At this point, their family was becoming very well known at their local hospital. It was suggested by one of the nurse practitioners that Katelin be tested for CF (cystic fibrosis) as her symptoms seemed to match this disease. She was negative for CF, but her illnesses were still a mystery. She suffered from malnutrition due to her brain not signaling to her that she was hungry.

Doctors began a significant amount of testing, including bloodwork, urine tests and genetic testing to pinpoint the cause of her illness. At 15 months old, Katelin was given a feeding tube to ensure daily nutrition. Tests were still coming up inconclusive. By the time she was 18 months old, doctors were fairly certain she had a mitochondrial disease, based on several indicating test results. The family researched this diagnosis and consulted with the Cleveland Clinic when Katelin was 21 months of age. Here, her diagnosis was confirmed to be a mitochondrial disease based on her body being unable to absorb proteins and fats.
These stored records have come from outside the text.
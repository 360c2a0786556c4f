//! Typed session attribute values.
//!
//! Attributes are stored type-erased as `Box<dyn AttributeValue>` and
//! serialized as `{"type": <TYPE_NAME>, "value": <json>}`. Reading them back
//! goes through a [`TypeRegistry`], which maps each type name to a decoder.

use std::any::Any;
use std::collections::HashMap;
use std::fmt::Debug;

use serde::Serialize;
use serde::de::DeserializeOwned;

use crate::error::CodecError;

/// A type that can be stored as a session attribute.
///
/// `TYPE_NAME` is written next to every serialized value and must stay
/// stable across deployments, since other nodes use it to pick a decoder.
pub trait SessionValue:
    Serialize + DeserializeOwned + Clone + PartialEq + Debug + Send + Sync + 'static
{
    const TYPE_NAME: &'static str;

    /// Reject values JSON cannot carry back unchanged.
    fn check_encodable(&self) -> Result<(), String> {
        Ok(())
    }
}

impl SessionValue for String {
    const TYPE_NAME: &'static str = "string";
}

impl SessionValue for i64 {
    const TYPE_NAME: &'static str = "i64";
}

impl SessionValue for u64 {
    const TYPE_NAME: &'static str = "u64";
}

impl SessionValue for bool {
    const TYPE_NAME: &'static str = "bool";
}

impl SessionValue for f64 {
    const TYPE_NAME: &'static str = "f64";

    fn check_encodable(&self) -> Result<(), String> {
        if self.is_finite() {
            Ok(())
        } else {
            Err(format!("{self} has no JSON representation"))
        }
    }
}

impl SessionValue for Vec<String> {
    const TYPE_NAME: &'static str = "string_list";
}

impl SessionValue for serde_json::Value {
    const TYPE_NAME: &'static str = "json";
}

/// Object-safe view of a [`SessionValue`].
pub trait AttributeValue: Debug + Send + Sync {
    fn type_name(&self) -> &'static str;
    fn check_encodable(&self) -> Result<(), String>;
    fn to_json(&self) -> Result<serde_json::Value, serde_json::Error>;
    fn as_any(&self) -> &dyn Any;
    fn clone_box(&self) -> Box<dyn AttributeValue>;
    /// Same concrete type and equal value.
    fn dyn_eq(&self, other: &dyn AttributeValue) -> bool;
}

impl<T: SessionValue> AttributeValue for T {
    fn type_name(&self) -> &'static str {
        T::TYPE_NAME
    }

    fn check_encodable(&self) -> Result<(), String> {
        SessionValue::check_encodable(self)
    }

    fn to_json(&self) -> Result<serde_json::Value, serde_json::Error> {
        serde_json::to_value(self)
    }

    fn as_any(&self) -> &dyn Any {
        self
    }

    fn clone_box(&self) -> Box<dyn AttributeValue> {
        Box::new(self.clone())
    }

    fn dyn_eq(&self, other: &dyn AttributeValue) -> bool {
        other.as_any().downcast_ref::<T>() == Some(self)
    }
}

impl Clone for Box<dyn AttributeValue> {
    fn clone(&self) -> Self {
        self.clone_box()
    }
}

type Decoder = fn(serde_json::Value) -> Result<Box<dyn AttributeValue>, serde_json::Error>;

fn decode_as<V: SessionValue>(
    value: serde_json::Value,
) -> Result<Box<dyn AttributeValue>, serde_json::Error> {
    Ok(Box::new(serde_json::from_value::<V>(value)?))
}

/// Maps attribute type names to decoders.
#[derive(Clone, Default)]
pub struct TypeRegistry {
    decoders: HashMap<&'static str, Decoder>,
}

impl TypeRegistry {
    /// An empty registry.
    pub fn new() -> Self {
        Self::default()
    }

    /// A registry with the built-in value types.
    pub fn with_defaults() -> Self {
        let mut registry = Self::new();
        registry
            .register::<String>()
            .register::<i64>()
            .register::<u64>()
            .register::<bool>()
            .register::<f64>()
            .register::<Vec<String>>()
            .register::<serde_json::Value>();
        registry
    }

    /// Register `V` under its `TYPE_NAME`, replacing any earlier decoder.
    pub fn register<V: SessionValue>(&mut self) -> &mut Self {
        if self.decoders.insert(V::TYPE_NAME, decode_as::<V>).is_some() {
            tracing::debug!(type_name = V::TYPE_NAME, "Replaced attribute decoder");
        }
        self
    }

    pub fn contains(&self, type_name: &str) -> bool {
        self.decoders.contains_key(type_name)
    }

    /// Decode one attribute value.
    pub fn decode(
        &self,
        name: &str,
        type_name: &str,
        value: serde_json::Value,
    ) -> Result<Box<dyn AttributeValue>, CodecError> {
        let decoder = self
            .decoders
            .get(type_name)
            .ok_or_else(|| CodecError::UnknownAttributeType {
                name: name.to_string(),
                type_name: type_name.to_string(),
            })?;
        decoder(value).map_err(|e| {
            CodecError::CorruptPayload(format!("attribute '{name}' is not a valid {type_name}: {e}"))
        })
    }
}

impl std::fmt::Debug for TypeRegistry {
    fn fmt(&self, f: &mut std::fmt::Formatter<'_>) -> std::fmt::Result {
        let mut names: Vec<_> = self.decoders.keys().collect();
        names.sort();
        f.debug_struct("TypeRegistry").field("types", &names).finish()
    }
}

#[cfg(test)]
mod tests {
    use super::*;
    use serde::Deserialize;

    #[derive(Debug, Clone, PartialEq, Serialize, Deserialize)]
    struct Cart {
        items: Vec<String>,
        total_cents: u64,
    }

    impl SessionValue for Cart {
        const TYPE_NAME: &'static str = "shop.cart";
    }

    #[test]
    fn test_dyn_eq_checks_type_and_value() {
        let a: Box<dyn AttributeValue> = Box::new(5i64);
        let b: Box<dyn AttributeValue> = Box::new(5i64);
        let c: Box<dyn AttributeValue> = Box::new(5u64);
        let d: Box<dyn AttributeValue> = Box::new(6i64);
        assert!(a.dyn_eq(b.as_ref()));
        assert!(!a.dyn_eq(c.as_ref()));
        assert!(!a.dyn_eq(d.as_ref()));
    }

    #[test]
    fn test_defaults_decode() {
        let registry = TypeRegistry::with_defaults();
        let value = registry
            .decode("name", "string", serde_json::json!("alice"))
            .unwrap();
        assert_eq!(
            value.as_any().downcast_ref::<String>().map(String::as_str),
            Some("alice")
        );
        assert!(registry.contains("string_list"));
        assert!(!registry.contains("shop.cart"));
    }

    #[test]
    fn test_unknown_type() {
        let registry = TypeRegistry::with_defaults();
        let err = registry
            .decode("cart", "shop.cart", serde_json::json!({}))
            .unwrap_err();
        assert!(matches!(err, CodecError::UnknownAttributeType { ref type_name, .. } if type_name == "shop.cart"));
    }

    #[test]
    fn test_custom_type_roundtrip() {
        let mut registry = TypeRegistry::with_defaults();
        registry.register::<Cart>();

        let cart = Cart {
            items: vec!["sku-1".to_string()],
            total_cents: 1299,
        };
        let json = cart.to_json().unwrap();
        let back = registry.decode("cart", Cart::TYPE_NAME, json).unwrap();
        assert_eq!(back.as_any().downcast_ref::<Cart>(), Some(&cart));
    }

    #[test]
    fn test_mismatched_value_is_corrupt() {
        let registry = TypeRegistry::with_defaults();
        let err = registry
            .decode("count", "i64", serde_json::json!("not a number"))
            .unwrap_err();
        assert!(matches!(err, CodecError::CorruptPayload(_)));
    }
}
//! Locating and layering halyard config files.
//!
//! Two layers are read. A section present in the later layer replaces the
//! same section from the earlier one:
//! 1. user: `$HALYARD_CONFIG_DIR/config.toml`, falling back to
//!    `<platform config dir>/halyard/config.toml`
//! 2. project: `halyard.toml` in the working (or given) directory
//!
//! A layer that exists but cannot be read or parsed is skipped with a
//! warning.

use std::path::{Path, PathBuf};

use crate::{ConfigError, HalyardConfig, Result};

const PROJECT_FILE_NAME: &str = "halyard.toml";
const USER_FILE_NAME: &str = "config.toml";
const USER_DIR_NAME: &str = "halyard";
const USER_DIR_ENV: &str = "HALYARD_CONFIG_DIR";

/// Which layer a config file belongs to.
#[derive(Debug, Clone, Copy, PartialEq, Eq)]
pub enum LayerKind {
    User,
    Project,
}

/// One candidate config file and whether it contributed.
#[derive(Debug, Clone)]
pub struct ConfigSource {
    pub kind: LayerKind,
    pub path: PathBuf,
    pub loaded: bool,
}

/// Merged configuration plus provenance.
#[derive(Debug, Clone)]
pub struct LoadedConfig {
    pub config: HalyardConfig,
    /// Every candidate, lowest precedence first.
    pub sources: Vec<ConfigSource>,
    /// Skipped layers and risky settings, already logged.
    pub warnings: Vec<String>,
}

impl LoadedConfig {
    pub fn loaded_from(&self) -> Vec<&Path> {
        self.sources
            .iter()
            .filter_map(|s| s.loaded.then_some(s.path.as_path()))
            .collect()
    }
}

/// Load and merge the user and project layers.
pub fn load_config(project_dir: Option<&Path>) -> Result<LoadedConfig> {
    load_config_with_options(project_dir, None)
}

/// Like [`load_config`], with the user config directory pinned to
/// `config_dir` instead of the environment or platform default.
pub fn load_config_with_options(
    project_dir: Option<&Path>,
    config_dir: Option<&Path>,
) -> Result<LoadedConfig> {
    let mut loaded = LoadedConfig {
        config: HalyardConfig::new(),
        sources: Vec::with_capacity(2),
        warnings: Vec::new(),
    };

    let user_file = config_dir
        .map(|dir| dir.join(USER_FILE_NAME))
        .or_else(xdg_config_path);
    let project_file = project_dir.map_or_else(
        || PathBuf::from(PROJECT_FILE_NAME),
        |dir| dir.join(PROJECT_FILE_NAME),
    );

    let candidates = user_file
        .map(|p| (LayerKind::User, p))
        .into_iter()
        .chain(std::iter::once((LayerKind::Project, project_file)));
    for (kind, path) in candidates {
        let source = apply_layer(&mut loaded, kind, path);
        loaded.sources.push(source);
    }

    if loaded
        .config
        .redis
        .as_ref()
        .is_some_and(|redis| redis.has_plaintext_password())
    {
        loaded.warnings.push(
            "redis.password is stored as plaintext; reference an environment \
             variable such as \"${REDIS_PASSWORD}\" instead"
                .to_string(),
        );
    }

    for warning in &loaded.warnings {
        tracing::warn!(warning = %warning, "config warning");
    }
    Ok(loaded)
}

/// Read and parse one file, without layering.
pub fn load_config_file(path: &Path) -> Result<HalyardConfig> {
    match std::fs::read_to_string(path) {
        Ok(text) => HalyardConfig::from_toml(&text),
        Err(source) => Err(ConfigError::ReadFile {
            path: path.display().to_string(),
            source,
        }),
    }
}

/// The user-layer file inside [`xdg_config_dir`].
pub fn xdg_config_path() -> Option<PathBuf> {
    Some(xdg_config_dir()?.join(USER_FILE_NAME))
}

/// `$HALYARD_CONFIG_DIR` when set and non-empty, otherwise
/// `<platform config dir>/halyard`.
pub fn xdg_config_dir() -> Option<PathBuf> {
    match std::env::var_os(USER_DIR_ENV) {
        Some(dir) if !dir.is_empty() => Some(PathBuf::from(dir)),
        _ => dirs::config_dir().map(|base| base.join(USER_DIR_NAME)),
    }
}

fn apply_layer(loaded: &mut LoadedConfig, kind: LayerKind, path: PathBuf) -> ConfigSource {
    let mut source = ConfigSource {
        kind,
        path,
        loaded: false,
    };
    if !source.path.is_file() {
        return source;
    }

    match load_config_file(&source.path) {
        Ok(layer) => {
            tracing::debug!(layer = ?kind, path = %source.path.display(), "merged config layer");
            loaded.config.merge(layer);
            source.loaded = true;
        }
        Err(e) => loaded
            .warnings
            .push(format!("skipped {} ({e})", source.path.display())),
    }
    source
}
Just before Katelin turned 2, a G-tube was placed through her abdomen into her stomach. She began having the majority of her nutrition via this G-tube. Katelin was frequently hospitalized until she started Kindergarten due to continued mitochondrial episodes. She also received Early Intervention services in Speech and Physical Therapy until she was school-age.

Her Kindergarten and early elementary years consisted of no contact sports in PE, multiple trips to the nurse’s office due to stomach aches that required rest periods, and frequent opportunities for her to have  additional snacks to boost her nutrition.

Katelin is now in fourth grade and continues to have her G-tube feeds overnight.  She is still in the 3rd percentile for her height and weight. Katelin is learning to live with her disease and has less frequent hospital stays.  Her family continues to hope for advances in research and treatment of this rare mitochondrial disease so she can one day enjoy a life without significant medical needs and restrictions.